The facts are sad. And sadly enough, I read cases like this everyday.
In 2002, a husband and wife attended a Halloween party at a bowling alley upstate. Throughout the course of the night, the wife consumed approximately 6 drinks, 2 of which her husband bought approximately two hours apart. At approximately 1:30 a.m., the couple was involved in an altercation that spilled into the parking lot.
The husband got injured and an ambulance transported him to a hospital. A police officer who arrived in response to the altercation, escorted the wife to her mother's house. The wife, erroneously thinking that the officer drove her husband to the precinct, decided to walk to the precinct to find him. She was dressed in an all-black witch costume and walking down a dark road. While she was walking, a driver clipped her with his side-view mirror. The driver went home and called 911. In response, another police officer rushed en route to the driver's house. While driving, the officer ran over the wife, who was laying in the road. She died instantly.
Undisputed is the fact that the wife-decedent was intoxicated when she was killed. Her estate, naming her husband as a derivative plaintiff, sued the bowling alley for the Dram Shop violation of serving her while she was visibly intoxicated. (General Obligations Law §11-101). Her estate also sued the driver who first clipped her with his side-view mirror. The decedent's Dram Shop claim against the bowling alley failed because a person cannot maintain a cause of action under the Dram Shop Act for injuries as a result of that person's own intoxication. This exception is a common law development to the statute.
Issue: Does the husband's loss-of-support claim also fail since he bought her drinks that night?
The answer to this depends on whether or not he "procured his wife's intoxication." If yes, he is a "guilty participant" and his claim fails.
Judge Peradotto ruled that this cannot be answered either way as a matter of law. Summary judgment was denied and this issue must be decided by a jury. The court found that the husband's act of buying his wife two drinks spaced two hours apart was not "affirmative" enough to conclude that he "caused" or "procured" her intoxication.
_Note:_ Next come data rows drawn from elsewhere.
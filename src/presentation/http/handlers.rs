use axum::{Json, extract::State};
use std::sync::Arc;

use crate::application::services::AgentDispatcher;
use crate::domain::entities::RouteState;
use crate::presentation::http::dto::{AskRequestDto, AskResponseDto, ToolDto};
use crate::presentation::http::errors::AppError;

pub struct AskHandler {
    dispatcher: Arc<AgentDispatcher>,
}

impl AskHandler {
    pub fn new(dispatcher: Arc<AgentDispatcher>) -> Self {
        Self { dispatcher }
    }

    pub async fn ask(
        State(handler): State<Arc<AskHandler>>,
        Json(body): Json<AskRequestDto>,
    ) -> Result<Json<AskResponseDto>, AppError> {
        let message = body.message.trim();
        if message.is_empty() {
            return Err(AppError::BadRequest("Message cannot be empty".to_string()));
        }

        let outcome = handler.dispatcher.dispatch(message).await;

        match outcome.state {
            RouteState::Answered => Ok(Json(AskResponseDto {
                response: outcome.payload.unwrap_or_default(),
            })),
            _ => Err(AppError::DispatchFailed(
                outcome
                    .error
                    .unwrap_or_else(|| "dispatch failed".to_string()),
            )),
        }
    }

    pub async fn list_tools(State(handler): State<Arc<AskHandler>>) -> Json<Vec<ToolDto>> {
        let tools = handler
            .dispatcher
            .registry()
            .descriptions()
            .into_iter()
            .map(|(name, description)| ToolDto { name, description })
            .collect();

        Json(tools)
    }
}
A note on causation. Proving causation in a Dram Shop violation is a lesser standard than that required in a negligence action. Dram Shop requires a "reasonable or practical connection." As such, the presence of intervening acts or independent wrongdoing does not sever causation. As you can imagine, the bowling alley is claiming that the manner in which the wife was killed was unforeseeable thus lacking causation.
Since the husband's loss-of-support claim was reinstated, this case will either settle or go to trial. I will follow this case to its outcome.